State Sen. Edward J. Kasemeyer, co-chairman of the committee, said much of what went wrong with the pension system can't be fixed through legislation. "I can't legislate [against] poor judgment, improprieties or bad management," the Howard County Democrat said. "However, I can legislate the membership, the qualifications, the background and the experience of the people appointed to the retirement board."

The $25 billion pension system invests and administers the retirement benefits of more than 250,000 teachers, police officers and other active and retired government workers.

The proposed legislation would make several potentially controversial changes in the composition of the system's 14-member board of trustees:

  • The superintendents of schools and the state police would be removed from the board. The state comptroller, treasurer and budget secretary would be the only three ex officio members.

  • Employee representatives, who are elected by law, would instead be chosen by the governor from lists submitted by organizations that represent state employees. The committee's staff members recommended abolishing the elections because of their cost and concerns about low participation, among other reasons.

  • State police and other law enforcement officers would lose a board member to bring their representation on the board into proportion with their numbers.

  • Three gubernatorial appointees would replace the three trustees removed from the board. The proposed bill would require the governor to select experts "in the administration and operation of pension systems and trust funds."

    The chairman of the pension board, state Comptroller William Donald Schaefer, said he had not seen the legislation and could not comment.

    The proposed changes brought criticism from the largest union representing state workers, but were applauded by several independent experts - and one of the trustees who would lose her post.

    State Schools Superintendent Nancy S. Grasmick said she agrees with the recommendations and believes that they would help "professionalize" the pension board.

    Sue Esty, lobbyist for the American Federation of State, County and Municipal Employees, protested the proposed end to employee elections. "These people are there to represent employees, and the only way to determine who can represent them is through an election," she said.

    Several experts familiar with the Maryland pension system's problems gave the proposal generally high marks.

    "It sounds to me like these changes are for the better," said James D. Cox, a professor of corporate securities law at Duke University. "This will help [the system] get out of some very questionable practices. ... It's all about getting people to own up to their responsibilities."

    Although employees may fear a loss of representation, strong financial oversight should supersede such concerns, said Warren L. Dennis, a senior partner with the New York law firm Proskauer Rose.

    "Part of the function of boards like this is to be representative," said Dennis, an authority on the role that boards play. "But their major function is to be a fiduciary. It's much more important to be a fiduciary than to be representative in a political sense."

    Among other proposed changes, the pension committee's legislation would require that appointed trustees maintain an attendance record of 80 percent - with exceptions for illness or emergencies - over the course of a year. A trustee who failed to do so could be removed by the governor.
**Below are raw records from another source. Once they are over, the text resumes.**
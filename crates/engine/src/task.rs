// SPDX-License-Identifier: BUSL-1.1
// Copyright (c) 2026 Alfred Jean LLC

//! The background task driving one operation
//!
//! Cancellation precedence: a hard cancel ends every wait immediately. Until
//! the run is created a graceful stop also interrupts, so nothing is queued
//! remotely. Afterwards it is observed at the next poll or log read and
//! offers to cancel the remote run; remote calls and prompts from then on are
//! raced against the hard cancel only.

use crate::error::BackendError;
use crate::guard::LockTimeoutGuard;
use crate::operation::Completion;
use crate::report;
use crate::validate::validate;
use relay_adapters::{Interrupter, Prompt, Query, RemoteClient, Renderer, StateLocker};
use relay_core::{
    Diagnostic, LockInfo, LogFilter, Operation, OperationResult, PollConfig, Run, Stage,
};
use std::future::Future;
use std::sync::atomic::{AtomicBool, Ordering};
use std::sync::Arc;
use std::time::Duration;
use tokio_util::sync::CancellationToken;
use tracing::Instrument;

/// Backend settings shared by every operation
#[derive(Debug, Clone)]
pub(crate) struct Settings {
    pub organization: String,
    pub polling: PollConfig,
    pub filter: LogFilter,
}

pub(crate) struct OperationTask<R, L, P, I, Rd> {
    pub remote: R,
    pub locker: L,
    pub prompt: P,
    pub interrupter: I,
    pub renderer: Rd,
    pub settings: Arc<Settings>,
    pub op: Operation,
    /// Remote workspace name, already resolved
    pub workspace_name: String,
    pub lock_id: String,
    pub stop: CancellationToken,
    pub cancel: CancellationToken,
    /// Set by the lock-timeout guard: cancel the remote run without asking
    pub approved: Arc<AtomicBool>,
}

impl<R, L, P, I, Rd> OperationTask<R, L, P, I, Rd>
where
    R: RemoteClient,
    L: StateLocker,
    P: Prompt,
    I: Interrupter,
    Rd: Renderer,
{
    pub async fn run(self, completion: Completion) {
        let span = tracing::info_span!(
            "operation",
            kind = %self.op.kind,
            workspace = %self.workspace_name,
        );
        async move {
            let info = LockInfo::new(
                self.lock_id.clone(),
                self.op.kind.to_string(),
                self.workspace_name.clone(),
            );
            let result = match self.interruptible(self.locker.lock(&info)).await {
                Ok(()) => {
                    let result = self.drive(&completion).await;
                    self.release(&completion).await;
                    result
                }
                Err(BackendError::Canceled | BackendError::Stopped) => {
                    // The abandoned acquisition may still have succeeded
                    self.release(&completion).await;
                    OperationResult::Failure
                }
                Err(e) => {
                    completion.push(report::diagnostic(&e));
                    OperationResult::Failure
                }
            };
            tracing::info!(?result, "operation finished");
            completion.finish(result);
        }
        .instrument(span)
        .await
    }

    async fn release(&self, completion: &Completion) {
        if let Err(e) = self.locker.unlock().await {
            tracing::warn!(error = %e, "failed to release state lock");
            completion.push(
                Diagnostic::warning("Error releasing the state lock").with_detail(format!(
                    "{}\n\nThe lock may need to be removed manually (lock ID {}).",
                    e, self.lock_id
                )),
            );
        }
    }

    async fn drive(&self, completion: &Completion) -> OperationResult {
        let mut run_id = None;
        match self.execute(completion, &mut run_id).await {
            Ok(true) => OperationResult::Success,
            Ok(false) => OperationResult::Failure,
            Err(BackendError::Stopped) => {
                tracing::info!(run_id = ?run_id, "stop requested");
                if let Some(id) = run_id {
                    match self.negotiate_cancel(&id).await {
                        Ok(()) | Err(BackendError::Canceled) => {}
                        Err(e) => completion.push(report::diagnostic(&e)),
                    }
                }
                OperationResult::Failure
            }
            Err(BackendError::Canceled) => {
                tracing::info!("hard cancel, abandoning remote run");
                OperationResult::Failure
            }
            Err(e) => {
                tracing::warn!(error = %e, "operation failed");
                completion.push(report::diagnostic(&e));
                OperationResult::Failure
            }
        }
    }

    async fn execute(
        &self,
        completion: &Completion,
        run_id: &mut Option<String>,
    ) -> Result<bool, BackendError> {
        let workspace = self
            .interruptible(
                self.remote
                    .read_workspace(&self.settings.organization, &self.workspace_name),
            )
            .await?;
        let service = self.interruptible(self.remote.service_info()).await?;

        let validated = validate(&self.op, &workspace, &service)?;
        for warning in validated.warnings {
            completion.push(warning);
        }
        let render_plan =
            workspace.structured_run_output_enabled && service.supports_structured_output();

        let run = self.submit(&workspace, &validated.variables).await?;
        *run_id = Some(run.id.clone());
        completion.observe(&run);
        let _guard = self.guard().arm(&run.id, self.guard_duration());

        let stages = self.race(self.remote.list_task_stages(&run.id)).await?;

        let run = self.wait_for_run(&workspace, run).await?;
        let mut ok = self
            .await_task_stage(&stages, Stage::PrePlan, completion)
            .await?;

        let run = self.follow_plan(run, render_plan).await?;
        completion.observe(&run);

        ok &= self
            .await_task_stage(&stages, Stage::PostPlan, completion)
            .await?;
        if let Some(id) = &run.cost_estimate_id {
            ok &= self.cost_estimate(id).await?;
        }
        for id in &run.policy_check_ids {
            ok &= self.policy_check(id, completion).await?;
        }

        if !ok || run.status.is_failure() {
            return Ok(false);
        }
        if !self.op.kind.applies() {
            return Ok(true);
        }
        self.apply(&workspace, run, completion).await
    }

    fn guard(&self) -> LockTimeoutGuard<R, I, Rd> {
        LockTimeoutGuard {
            remote: self.remote.clone(),
            interrupter: self.interrupter.clone(),
            renderer: self.renderer.clone(),
            approved: Arc::clone(&self.approved),
            stop: self.stop.clone(),
            cancel: self.cancel.clone(),
        }
    }

    /// The operation's lock timeout, else the locker's; zero disables the guard
    fn guard_duration(&self) -> Duration {
        if self.op.lock_timeout.is_zero() {
            self.locker.timeout()
        } else {
            self.op.lock_timeout
        }
    }

    /// After a graceful stop: offer to cancel the remote run
    async fn negotiate_cancel(&self, run_id: &str) -> Result<(), BackendError> {
        let run: Run = self.race(self.remote.read_run(run_id)).await?;
        if !run.actions.is_cancelable {
            return Ok(());
        }
        if !self.op.auto_approve && !self.approved.load(Ordering::SeqCst) {
            let query = Query::new(
                "Do you want to cancel the remote operation?",
                "Only 'yes' will be accepted to cancel.",
            );
            let answer = self.race(self.prompt.ask(&query)).await?;
            if answer != "yes" {
                self.renderer.print("The remote operation was not cancelled.");
                return Ok(());
            }
        }
        self.race(self.remote.cancel_run(run_id, "Canceled by relay"))
            .await?;
        self.renderer
            .print("The remote operation was successfully cancelled.");
        Ok(())
    }

    /// Await `fut` unless the operation is hard-canceled first
    pub(crate) async fn race<T, E>(
        &self,
        fut: impl Future<Output = Result<T, E>>,
    ) -> Result<T, BackendError>
    where
        E: Into<BackendError>,
    {
        tokio::select! {
            biased;
            _ = self.cancel.cancelled() => Err(BackendError::Canceled),
            result = fut => result.map_err(Into::into),
        }
    }

    /// Like [`Self::race`], but a graceful stop also interrupts
    pub(crate) async fn interruptible<T, E>(
        &self,
        fut: impl Future<Output = Result<T, E>>,
    ) -> Result<T, BackendError>
    where
        E: Into<BackendError>,
    {
        tokio::select! {
            biased;
            _ = self.cancel.cancelled() => Err(BackendError::Canceled),
            _ = self.stop.cancelled() => Err(BackendError::Stopped),
            result = fut => result.map_err(Into::into),
        }
    }

    /// Fail if a stop or cancel has already been requested
    pub(crate) fn checkpoint(&self) -> Result<(), BackendError> {
        if self.cancel.is_cancelled() {
            Err(BackendError::Canceled)
        } else if self.stop.is_cancelled() {
            Err(BackendError::Stopped)
        } else {
            Ok(())
        }
    }

    pub(crate) async fn sleep(&self, duration: Duration) -> Result<(), BackendError> {
        self.interruptible(async {
            tokio::time::sleep(duration).await;
            Ok::<_, BackendError>(())
        })
        .await
    }
}
pub fn family_text(family: &FamilyReport) -> String {
    let mut out = format!(
        "{} ({}, {}-day lookback)\n",
        family.name.bold(),
        family.kind.key(),
        family.lookback_days
    );

    if family.pairs.is_empty() {
        out.push_str("No settlements found.\n");
    } else {
        let mut table = Table::new();
        table.set_header(vec!["Match", "Date", "Payee", "Paid", "Covered", "Items", "Diff", "Status"]);
        for pair in &family.pairs {
            table.add_row(vec![
                Cell::new(&pair.match_id),
                Cell::new(pair.settlement.date),
                Cell::new(&pair.label),
                Cell::new(money(pair.actual)),
                Cell::new(money(pair.expected)),
                Cell::new(pair.covered.len()),
                Cell::new(money(pair.difference)),
                Cell::new(status_cell(pair.status)),
            ]);
        }
        out.push_str(&format!("{table}\n"));
    }

    let c = &family.status_counts;
    out.push_str(&format!(
        "Matched: {}  Review: {}  Mismatch: {}\n",
        c.matched, c.review, c.mismatch
    ));

    if !family.uncovered.is_empty() {
        let mut table = Table::new();
        table.set_header(vec!["Date", "Account", "Description", "Amount", "Note"]);
        for u in &family.uncovered {
            table.add_row(vec![
                Cell::new(u.txn.date),
                Cell::new(&u.txn.account),
                Cell::new(&u.txn.description),
                Cell::new(money(u.txn.amount.abs())),
                Cell::new(if u.awaiting_settlement { "awaiting settlement" } else { "" }),
            ]);
        }
        out.push_str(&format!(
            "Uncovered spending ({})\n{table}\n",
            money(family.uncovered_total())
        ));
    }
    out
}

pub fn duplicates_text(duplicates: &[DuplicateCandidate]) -> String {
    if duplicates.is_empty() {
        return "Possible Duplicates\nNone found.\n".to_string();
    }
    let mut table = Table::new();
    table.set_header(vec!["Amount", "First", "Second", "Hours Apart"]);
    for d in duplicates {
        table.add_row(vec![
            Cell::new(money(d.amount)),
            Cell::new(format!("{} {} {}", d.first.date, d.first.account, d.first.description)),
            Cell::new(format!("{} {} {}", d.second.date, d.second.account, d.second.description)),
            Cell::new(d.hours_apart),
        ]);
    }
    format!("Possible Duplicates\n{table}\n")
}

pub fn cashflow_text(cashflow: &CashflowReport) -> String {
    let mut table = Table::new();
    table.set_header(vec!["Month", "Income", "Expense", "Net", "Running"]);
    for m in &cashflow.months {
        table.add_row(vec![
            Cell::new(&m.month),
            Cell::new(money(m.income)),
            Cell::new(money(m.expense.abs())),
            Cell::new(signed(m.net)),
            Cell::new(money(m.running_balance)),
        ]);
    }
    table.add_row(vec![
        Cell::new("Total".bold()),
        Cell::new(money(cashflow.total_income)),
        Cell::new(money(cashflow.total_expense.abs())),
        Cell::new(signed(cashflow.net)),
        Cell::new(""),
    ]);
    format!("Cash Flow\n{table}\n")
}

/// Inputs to the spending section.
pub struct SpendingView<'a> {
    pub monthly: &'a CategoryMonthly,
    pub percentages: &'a CategoryPercentages,
    pub stats: &'a [CategoryStats],
    pub top_merchants: &'a BTreeMap<String, Vec<MerchantTotal>>,
}

/// Spending per category, optionally for one `YYYY-MM` month only. Stats and
/// top merchants cover every month, so they are shown only without a filter.
pub fn spending_text(view: &SpendingView<'_>, month: Option<&str>) -> String {
    let mut out = String::new();
    for (m, categories) in view.monthly {
        if month.is_some_and(|want| want != m.as_str()) {
            continue;
        }
        let shares = view.percentages.get(m);
        let mut rows: Vec<(&String, &CategoryTotal)> = categories.iter().collect();
        rows.sort_by(|a, b| b.1.total.cmp(&a.1.total).then_with(|| a.0.cmp(b.0)));
        let mut table = Table::new();
        table.set_header(vec!["Category", "Spent", "Share", "Count"]);
        for (name, total) in rows {
            let share = shares
                .and_then(|s| s.get(name))
                .map(|pct| format!("{pct:.2}%"))
                .unwrap_or_default();
            table.add_row(vec![
                Cell::new(name),
                Cell::new(money(total.total)),
                Cell::new(share),
                Cell::new(total.count),
            ]);
        }
        out.push_str(&format!("Spending {m}\n{table}\n"));
    }
    if out.is_empty() {
        out.push_str("No spending found.\n");
    }
    if month.is_some() {
        return out;
    }

    if !view.stats.is_empty() {
        let mut table = Table::new();
        table.set_header(vec!["Category", "Total", "Count", "Average", "Median", "Min", "Max"]);
        for s in view.stats {
            table.add_row(vec![
                Cell::new(&s.category),
                Cell::new(money(s.total)),
                Cell::new(s.count),
                Cell::new(money(s.average)),
                Cell::new(money(s.median)),
                Cell::new(money(s.min)),
                Cell::new(money(s.max)),
            ]);
        }
        out.push_str(&format!("Category Statistics\n{table}\n"));
    }

    if !view.top_merchants.is_empty() {
        let mut table = Table::new();
        table.set_header(vec!["Category", "Merchant", "Spent", "Count"]);
        for (category, merchants) in view.top_merchants {
            for m in merchants {
                table.add_row(vec![
                    Cell::new(category),
                    Cell::new(&m.merchant),
                    Cell::new(money(m.total)),
                    Cell::new(m.count),
                ]);
            }
        }
        out.push_str(&format!("Top Merchants\n{table}\n"));
    }
    out
}

pub fn income_text(income: &IncomeReport) -> String {
    let payers: Vec<&String> = income.by_payer.keys().collect();
    let mut header = vec!["Month".to_string()];
    header.extend(payers.iter().map(|p| p.to_string()));
    header.push("Total".to_string());

    let mut table = Table::new();
    table.set_header(header);
    for (month, by_payer) in &income.months {
        let mut row = vec![Cell::new(month)];
        for p in &payers {
            row.push(Cell::new(money(by_payer.get(*p).copied().unwrap_or_default())));
        }
        row.push(Cell::new(money(by_payer.values().copied().sum::<Decimal>())));
        table.add_row(row);
    }
    let mut total_row = vec![Cell::new("Total".bold())];
    for p in &payers {
        total_row.push(Cell::new(money(income.by_payer[*p])));
    }
    total_row.push(Cell::new(money(income.total).green().bold()));
    table.add_row(total_row);
    format!("Income\n{table}\n")
}

fn large_uncategorized_text(report: &Report) -> String {
    if report.large_uncategorized.is_empty() {
        return String::new();
    }
    let mut table = Table::new();
    table.set_header(vec!["Date", "Description", "Amount"]);
    for t in &report.large_uncategorized {
        table.add_row(vec![
            Cell::new(t.date),
            Cell::new(&t.description),
            Cell::new(money(t.amount)),
        ]);
    }
    format!("Large Uncategorized Bank Transactions\n{table}\n")
}

/// Every report section in reading order.
pub fn summary_text(report: &Report) -> String {
    let mut sections = vec![data_summary_text(&report.summary)];
    sections.push(load_issues_text(&report.load_issues));
    for family in &report.families {
        sections.push(family_text(family));
    }
    sections.push(duplicates_text(&report.duplicates));
    sections.push(cashflow_text(&report.cash_flow));
    sections.push(spending_text(
        &SpendingView {
            monthly: &report.category_monthly,
            percentages: &report.category_percentages,
            stats: &report.category_summary,
            top_merchants: &report.top_merchants,
        },
        None,
    ));
    sections.push(income_text(&report.income));
    sections.push(large_uncategorized_text(report));
    sections.retain(|s| !s.is_empty());
    sections.join("\n")
}
use std::collections::BTreeSet;

use chrono::{Duration, NaiveDate};
use rust_decimal::Decimal;
use rust_decimal::prelude::dec;
use serde::{Deserialize, Serialize};

use crate::error::{ReckonError, Result};
use crate::models::{Category, Source, Transaction, TxnId, TxnRef};
use crate::settings::{lookup_mapping, Mapping};

// ---------------------------------------------------------------------------
// Status
// ---------------------------------------------------------------------------

#[derive(Debug, Clone, PartialEq, Serialize, Deserialize)]
pub struct Thresholds {
    /// Differences strictly below this are a MATCH.
    pub match_below: Decimal,
    /// Differences strictly below this (and not a MATCH) need REVIEW.
    pub review_below: Decimal,
}

impl Default for Thresholds {
    fn default() -> Self {
        Self {
            match_below: dec!(1),
            review_below: dec!(100),
        }
    }
}

#[derive(Debug, Clone, Copy, PartialEq, Eq, PartialOrd, Ord, Hash, Serialize, Deserialize)]
#[serde(rename_all = "UPPERCASE")]
pub enum Status {
    Match,
    Review,
    Mismatch,
}

impl Status {
    pub fn classify(difference: Decimal, thresholds: &Thresholds) -> Self {
        let d = difference.abs();
        if d < thresholds.match_below {
            Self::Match
        } else if d < thresholds.review_below {
            Self::Review
        } else {
            Self::Mismatch
        }
    }

    pub fn label(&self) -> &'static str {
        match self {
            Self::Match => "MATCH",
            Self::Review => "REVIEW",
            Self::Mismatch => "MISMATCH",
        }
    }
}

// ---------------------------------------------------------------------------
// Family configuration
// ---------------------------------------------------------------------------

#[derive(Debug, Clone, Copy, PartialEq, Eq, Serialize, Deserialize)]
#[serde(rename_all = "snake_case")]
pub enum FamilyKind {
    CreditCard,
    PaymentApp,
    Rent,
}

impl FamilyKind {
    pub fn key(&self) -> &'static str {
        match self {
            Self::CreditCard => "credit_card",
            Self::PaymentApp => "payment_app",
            Self::Rent => "rent",
        }
    }

    pub fn default_lookback_days(&self) -> i64 {
        match self {
            Self::CreditCard => 45,
            Self::PaymentApp => 7,
            Self::Rent => 31,
        }
    }
}

/// Selects the spending side of a family. Unset fields match anything.
#[derive(Debug, Clone, Default, PartialEq, Serialize, Deserialize)]
pub struct CounterpartFilter {
    #[serde(default, skip_serializing_if = "Option::is_none")]
    pub account: Option<String>,
    #[serde(default, skip_serializing_if = "Option::is_none")]
    pub source: Option<Source>,
    #[serde(default, skip_serializing_if = "Option::is_none")]
    pub category: Option<Category>,
}

impl CounterpartFilter {
    fn matches(&self, txn: &Transaction) -> bool {
        self.account.as_deref().map_or(true, |a| a == txn.account)
            && self.source.map_or(true, |s| s == txn.source)
            && self.category.map_or(true, |c| txn.category == Some(c))
    }
}

#[derive(Debug, Clone, PartialEq, Serialize, Deserialize)]
pub struct FamilyConfig {
    pub name: String,
    pub kind: FamilyKind,
    /// Feed whose outflows are the settlements.
    pub settlement_account: String,
    /// Case-insensitive substrings identifying settlement payees. Rent
    /// families also match every configured rent property.
    #[serde(default)]
    pub payee_patterns: Vec<String>,
    #[serde(default)]
    pub counterpart: CounterpartFilter,
    #[serde(default)]
    pub lookback_days: Option<i64>,
    #[serde(default = "default_required")]
    pub required: bool,
}

fn default_required() -> bool {
    true
}

impl FamilyConfig {
    pub fn lookback_days(&self) -> i64 {
        self.lookback_days
            .unwrap_or_else(|| self.kind.default_lookback_days())
    }

    /// Label for a settlement, or `None` if the transaction is not one.
    fn settlement_label(&self, txn: &Transaction, rent_properties: &[Mapping]) -> Option<String> {
        if txn.account != self.settlement_account || !txn.is_outflow() {
            return None;
        }
        let desc = txn.description.to_lowercase();
        let payee_hit = self
            .payee_patterns
            .iter()
            .any(|p| desc.contains(&p.to_lowercase()));
        let property = match self.kind {
            FamilyKind::Rent => lookup_mapping(rent_properties, &txn.description),
            _ => None,
        };
        match (payee_hit, property) {
            (_, Some(property)) => Some(property.to_string()),
            (true, None) => Some(self.name.clone()),
            (false, None) => None,
        }
    }
}

fn slug(name: &str) -> String {
    let mut out = String::new();
    for c in name.chars() {
        if c.is_ascii_alphanumeric() {
            out.push(c.to_ascii_lowercase());
        } else if !out.ends_with('-') && !out.is_empty() {
            out.push('-');
        }
    }
    out.trim_end_matches('-').to_string()
}

// ---------------------------------------------------------------------------
// Results
// ---------------------------------------------------------------------------

#[derive(Debug, Clone, PartialEq, Serialize)]
pub struct ReconciliationPair {
    pub match_id: String,
    pub family: String,
    pub label: String,
    pub settlement: TxnRef,
    pub covered: Vec<TxnId>,
    pub window_start: NaiveDate,
    pub window_end: NaiveDate,
    pub expected: Decimal,
    pub actual: Decimal,
    pub difference: Decimal,
    pub match_pct: Decimal,
    pub status: Status,
    /// No spending fell in the window; the whole payment is unexplained.
    pub empty_window: bool,
}

#[derive(Debug, Clone, PartialEq, Serialize)]
pub struct UncoveredSpending {
    #[serde(flatten)]
    pub txn: TxnRef,
    /// Dated on or after the family's latest settlement, so a future
    /// payment may still cover it.
    pub awaiting_settlement: bool,
}

#[derive(Debug, Clone, Default, PartialEq, Serialize)]
pub struct StatusCounts {
    pub matched: usize,
    pub review: usize,
    pub mismatch: usize,
}

#[derive(Debug, Clone, PartialEq, Serialize)]
pub struct FamilyReport {
    pub name: String,
    pub kind: FamilyKind,
    pub lookback_days: i64,
    pub pairs: Vec<ReconciliationPair>,
    pub uncovered: Vec<UncoveredSpending>,
    pub status_counts: StatusCounts,
    pub total_actual: Decimal,
    pub total_expected: Decimal,
}

impl FamilyReport {
    pub fn uncovered_total(&self) -> Decimal {
        self.uncovered.iter().map(|u| u.txn.amount.abs()).sum()
    }
}

fn match_pct(actual: Decimal, expected: Decimal) -> Decimal {
    let high = actual.max(expected);
    if high > Decimal::ZERO {
        (actual.min(expected) / high * dec!(100)).round_dp(2)
    } else {
        Decimal::ZERO
    }
}

// ---------------------------------------------------------------------------
// Matching
// ---------------------------------------------------------------------------

/// Claims every unclaimed spending transaction dated inside
/// `[start, end]`, returning the claimed ids and their total magnitude.
fn claim_window(
    spending: &[&Transaction],
    start: NaiveDate,
    end: NaiveDate,
    claimed: &mut BTreeSet<TxnId>,
) -> (Vec<TxnId>, Decimal) {
    let mut covered = Vec::new();
    let mut total = Decimal::ZERO;
    for txn in spending {
        if txn.date < start || txn.date > end {
            continue;
        }
        if claimed.insert(txn.id) {
            covered.push(txn.id);
            total += txn.amount.abs();
        }
    }
    (covered, total)
}

/// Settlement window `[date - lookback, date - 1 day]`, or `None` when it
/// falls outside the representable calendar.
fn settlement_window(date: NaiveDate, lookback: i64) -> Option<(NaiveDate, NaiveDate)> {
    let start = date.checked_sub_signed(Duration::try_days(lookback)?)?;
    let end = date.pred_opt()?;
    Some((start, end))
}

/// Runs one reconciliation pass for a family. Settlements are processed in
/// ledger order (date, then load order), so an earlier settlement always
/// claims overlapping spending first.
///
/// `claimed` is shared across families: anything already in it (claimed as
/// spending or used as a settlement by an earlier family) is invisible to
/// this pass, and everything this pass claims or settles with is added.
pub fn reconcile_family(
    family: &FamilyConfig,
    txns: &[Transaction],
    rent_properties: &[Mapping],
    thresholds: &Thresholds,
    claimed: &mut BTreeSet<TxnId>,
) -> Result<FamilyReport> {
    let lookback = family.lookback_days();
    let mut settlements: Vec<(&Transaction, String)> = txns
        .iter()
        .filter(|t| !claimed.contains(&t.id))
        .filter_map(|t| family.settlement_label(t, rent_properties).map(|label| (t, label)))
        .collect();
    settlements.sort_by_key(|(t, _)| (t.date, t.id));
    let settlement_ids: BTreeSet<TxnId> = settlements.iter().map(|(t, _)| t.id).collect();

    let spending: Vec<&Transaction> = txns
        .iter()
        .filter(|t| {
            t.is_outflow()
                && family.counterpart.matches(t)
                && !settlement_ids.contains(&t.id)
                && !claimed.contains(&t.id)
        })
        .collect();
    claimed.extend(settlement_ids.iter().copied());

    let prefix = slug(&family.name);
    let mut pairs = Vec::with_capacity(settlements.len());
    let mut counts = StatusCounts::default();

    for (seq, (settlement, label)) in settlements.iter().enumerate() {
        let (window_start, window_end) =
            settlement_window(settlement.date, lookback).ok_or_else(|| {
                ReckonError::Config(format!(
                    "family '{}': {lookback}-day lookback from {} is out of range",
                    family.name, settlement.date
                ))
            })?;
        let (covered, expected) = claim_window(&spending, window_start, window_end, claimed);
        let actual = settlement.amount.abs();
        let difference = (actual - expected).abs();
        let status = Status::classify(difference, thresholds);
        match status {
            Status::Match => counts.matched += 1,
            Status::Review => counts.review += 1,
            Status::Mismatch => counts.mismatch += 1,
        }

        tracing::debug!(
            family = %family.name,
            settlement = %settlement.id,
            covered = covered.len(),
            %expected,
            %actual,
            "claimed window"
        );

        pairs.push(ReconciliationPair {
            match_id: format!("{prefix}-{:03}", seq + 1),
            family: family.name.clone(),
            label: label.clone(),
            settlement: TxnRef::from(*settlement),
            empty_window: covered.is_empty(),
            covered,
            window_start,
            window_end,
            expected,
            actual,
            difference,
            match_pct: match_pct(actual, expected),
            status,
        });
    }

    let last_settlement = settlements.last().map(|(t, _)| t.date);
    let uncovered: Vec<UncoveredSpending> = spending
        .iter()
        .filter(|t| !claimed.contains(&t.id))
        .map(|t| UncoveredSpending {
            txn: TxnRef::from(*t),
            awaiting_settlement: last_settlement.map_or(true, |d| t.date >= d),
        })
        .collect();

    let total_actual: Decimal = pairs.iter().map(|p| p.actual).sum();
    let total_expected: Decimal = pairs.iter().map(|p| p.expected).sum();

    tracing::info!(
        family = %family.name,
        settlements = pairs.len(),
        uncovered = uncovered.len(),
        "reconciled family"
    );

    Ok(FamilyReport {
        name: family.name.clone(),
        kind: family.kind,
        lookback_days: lookback,
        pairs,
        uncovered,
        status_counts: counts,
        total_actual,
        total_expected,
    })
}

/// Reconciles every configured family, in configured order, against one
/// shared claimed set: a transaction belongs to at most one family. A
/// required family missing either side is fatal; an optional one is skipped.
pub fn reconcile_all(
    families: &[FamilyConfig],
    txns: &[Transaction],
    rent_properties: &[Mapping],
    thresholds: &Thresholds,
) -> Result<Vec<FamilyReport>> {
    let mut reports = Vec::with_capacity(families.len());
    let mut claimed: BTreeSet<TxnId> = BTreeSet::new();
    for family in families {
        let has_settlement_side = txns.iter().any(|t| t.account == family.settlement_account);
        let has_counterpart_side = txns.iter().any(|t| family.counterpart.matches(t));
        let missing = match (has_settlement_side, has_counterpart_side) {
            (true, true) => None,
            (false, _) => Some("settlement"),
            (true, false) => Some("spending"),
        };
        if let Some(side) = missing {
            if family.required {
                return Err(ReckonError::EmptyInput(format!(
                    "{side} side of family '{}'",
                    family.name
                )));
            }
            tracing::warn!(family = %family.name, "skipping family: no {side} transactions");
            continue;
        }
        reports.push(reconcile_family(family, txns, rent_properties, thresholds, &mut claimed)?);
    }
    Ok(reports)
}

/// Finds the family report with the given name, case-insensitively.
pub fn find_family<'a>(reports: &'a [FamilyReport], name: &str) -> Result<&'a FamilyReport> {
    reports
        .iter()
        .find(|r| r.name.eq_ignore_ascii_case(name))
        .ok_or_else(|| ReckonError::UnknownFamily(name.to_string()))
}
    In November 2001, The Sun reported that several board members - including school superintendent Grasmick and then-State Police Superintendent David Mitchell - had missed more than 40 percent of board meetings since 1999.

    With significant absenteeism, a board of trustees cannot maintain the kind of scrutiny that keeps small problems from becoming big ones, said Baltimore investment adviser James Hardesty.

    "Without a substantial number of people attending [meetings] on a regular basis, the consistency of oversight breaks down," said Hardesty, president of Hardesty Capital Management, a local money-management firm. "In light of the ethical lapses that have come to light recently, ... oversight has become much more critical to the successful operation of the state pension plan."